● Task:
All entries should be output exactly as they stand.

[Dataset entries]
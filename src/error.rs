//! Error types for plantdata
//!
//! Cell-level quality problems never surface here: they are corrected in
//! place and counted in the [`QualityReport`](crate::QualityReport). What
//! remains are the structural failures that abort a run, the failures of
//! the file/archive collaborators, and configuration mistakes caught
//! before any data is touched.

use chrono::NaiveDateTime;
use thiserror::Error;

/// Result type alias for plantdata operations
pub type Result<T> = std::result::Result<T, Error>;

/// Main error type for plantdata operations
#[derive(Error, Debug)]
pub enum Error {
    /// Structural failure inside the pipeline
    #[error("Pipeline error: {0}")]
    Pipeline(#[from] PipelineError),

    /// Failure reading or extracting raw inputs
    #[error("Load error: {0}")]
    Load(#[from] LoadError),

    /// Invalid static configuration or contract
    #[error("Configuration error: {0}")]
    Config(#[from] ConfigError),
}

/// Terminal failures of a pipeline run.
///
/// No partial dataset is ever returned alongside one of these.
#[derive(Error, Debug, Clone, PartialEq)]
pub enum PipelineError {
    /// A timestamp cell could not be parsed
    #[error("Malformed timestamp in source '{source_name}' at row {row}: '{value}'")]
    MalformedTimestamp {
        source_name: String,
        row: usize,
        value: String,
    },

    /// Timestamps still go backwards after deduplication
    #[error(
        "Source '{source_name}' cannot be aligned: timestamps are not monotonic{} at {timestamp}",
        entity_suffix(.entity)
    )]
    UnalignableSource {
        source_name: String,
        entity: Option<String>,
        timestamp: NaiveDateTime,
    },

    /// A source breaks the declared metadata contract
    #[error("Schema violation in source '{source_name}', field '{field}': {reason}")]
    SchemaViolation {
        source_name: String,
        field: String,
        reason: String,
    },

    /// An asset id cannot be reconciled across sources
    #[error("Entity reconciliation failed for asset '{asset_id}' (source '{source_name}')")]
    EntityReconciliation {
        asset_id: String,
        source_name: String,
    },
}

fn entity_suffix(entity: &Option<String>) -> String {
    entity
        .as_ref()
        .map(|e| format!(" for entity '{e}'"))
        .unwrap_or_default()
}

impl PipelineError {
    pub(crate) fn schema(
        source_name: impl Into<String>,
        field: impl Into<String>,
        reason: impl Into<String>,
    ) -> Self {
        PipelineError::SchemaViolation {
            source_name: source_name.into(),
            field: field.into(),
            reason: reason.into(),
        }
    }
}

/// Errors from the raw-input collaborators (files, archives)
#[derive(Error, Debug)]
pub enum LoadError {
    /// IO error
    #[error("IO error: {0}")]
    Io(#[from] std::io::Error),

    /// Delimited file could not be read
    #[error("CSV error: {0}")]
    Csv(#[from] csv::Error),

    /// Zip archive could not be read or unpacked
    #[error("Zip error: {0}")]
    Zip(#[from] zip::result::ZipError),

    /// Contract or configuration JSON could not be parsed
    #[error("JSON error: {0}")]
    Json(#[from] serde_json::Error),

    /// Expected input file does not exist
    #[error("File not found: {0}")]
    MissingFile(String),

    /// A table has no header row
    #[error("Empty table: {0}")]
    EmptyTable(String),
}

/// Static configuration rejected before the run
#[derive(Error, Debug, Clone, PartialEq)]
pub enum ConfigError {
    /// Stuck-sensor window too short to mean anything
    #[error("Stuck window for '{field}' must be at least 2 samples, got {window}")]
    StuckWindowTooShort { field: String, window: usize },

    /// Range bounds are inverted or not finite
    #[error("Invalid range for '{field}': [{min}, {max}]")]
    InvalidRange { field: String, min: f64, max: f64 },

    /// Sampling period string could not be parsed
    #[error("Invalid sampling period: '{0}'")]
    InvalidPeriod(String),

    /// UTC offset string could not be parsed
    #[error("Invalid UTC offset: '{0}'")]
    InvalidOffset(String),

    /// Unit label is not one the integrator understands
    #[error("Unknown unit '{unit}' for '{field}'")]
    UnknownUnit { field: String, unit: String },

    /// Configuration refers to a source the contract does not declare
    #[error("Unknown source: {0}")]
    UnknownSource(String),
}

● Completed exercise:
filename src/error.rs
//! Error types for plantdata
//!
//! Cell-level quality problems never surface here: they are corrected in
//! place and counted in the [`QualityReport`](crate::QualityReport). What
//! remains are the structural failures that abort a run, the failures of
//! the file/archive collaborators, and configuration mistakes caught
//! before any data is touched.

use chrono::NaiveDateTime;
use thiserror::Error;

/// Result type alias for plantdata operations
pub type Result<T> = std::result::Result<T, Error>;

/// Main error type for plantdata operations
#[derive(Error, Debug)]
pub enum Error {
    /// Structural failure inside the pipeline
    #[error("Pipeline error: {0}")]
    Pipeline(#[from] PipelineError),

    /// Failure reading or extracting raw inputs
    #[error("Load error: {0}")]
    Load(#[from] LoadError),

    /// Invalid static configuration or contract
    #[error("Configuration error: {0}")]
    Config(#[from] ConfigError),
}

/// Terminal failures of a pipeline run.
///
/// No partial dataset is ever returned alongside one of these.
#[derive(Error, Debug, Clone, PartialEq)]
pub enum PipelineError {
    /// A timestamp cell could not be parsed
    #[error("Malformed timestamp in source '{source_name}' at row {row}: '{value}'")]
    MalformedTimestamp {
        source_name: String,
        row: usize,
        value: String,
    },

    /// Timestamps still go backwards after deduplication
    #[error(
        "Source '{source_name}' cannot be aligned: timestamps are not monotonic{} at {timestamp}",
        entity_suffix(.entity)
    )]
    UnalignableSource {
        source_name: String,
        entity: Option<String>,
        timestamp: NaiveDateTime,
    },

    /// A source breaks the declared metadata contract
    #[error("Schema violation in source '{source_name}', field '{field}': {reason}")]
    SchemaViolation {
        source_name: String,
        field: String,
        reason: String,
    },

    /// An asset id cannot be reconciled across sources
    #[error("Entity reconciliation failed for asset '{asset_id}' (source '{source_name}')")]
    EntityReconciliation {
        asset_id: String,
        source_name: String,
    },
}

fn entity_suffix(entity: &Option<String>) -> String {
    entity
        .as_ref()
        .map(|e| format!(" for entity '{e}'"))
        .unwrap_or_default()
}

impl PipelineError {
    pub(crate) fn schema(
        source_name: impl Into<String>,
        field: impl Into<String>,
        reason: impl Into<String>,
    ) -> Self {
        PipelineError::SchemaViolation {
            source_name: source_name.into(),
            field: field.into(),
            reason: reason.into(),
        }
    }
}

/// Errors from the raw-input collaborators (files, archives)
#[derive(Error, Debug)]
pub enum LoadError {
    /// IO error
    #[error("IO error: {0}")]
    Io(#[from] std::io::Error),

    /// Delimited file could not be read
    #[error("CSV error: {0}")]
    Csv(#[from] csv::Error),

    /// Zip archive could not be read or unpacked
    #[error("Zip error: {0}")]
    Zip(#[from] zip::result::ZipError),

    /// Contract or configuration JSON could not be parsed
    #[error("JSON error: {0}")]
    Json(#[from] serde_json::Error),

    /// Expected input file does not exist
    #[error("File not found: {0}")]
    MissingFile(String),

    /// A table has no header row
    #[error("Empty table: {0}")]
    EmptyTable(String),
}

/// Static configuration rejected before the run
#[derive(Error, Debug, Clone, PartialEq)]
pub enum ConfigError {
    /// Stuck-sensor window too short to mean anything
    #[error("Stuck window for '{field}' must be at least 2 samples, got {window}")]
    StuckWindowTooShort { field: String, window: usize },

    /// Range bounds are inverted or not finite
    #[error("Invalid range for '{field}': [{min}, {max}]")]
    InvalidRange { field: String, min: f64, max: f64 },

    /// Sampling period string could not be parsed
    #[error("Invalid sampling period: '{0}'")]
    InvalidPeriod(String),

    /// UTC offset string could not be parsed
    #[error("Invalid UTC offset: '{0}'")]
    InvalidOffset(String),

    /// Unit label is not one the integrator understands
    #[error("Unknown unit '{unit}' for '{field}'")]
    UnknownUnit { field: String, unit: String },

    /// Configuration refers to a source the contract does not declare
    #[error("Unknown source: {0}")]
    UnknownSource(String),
}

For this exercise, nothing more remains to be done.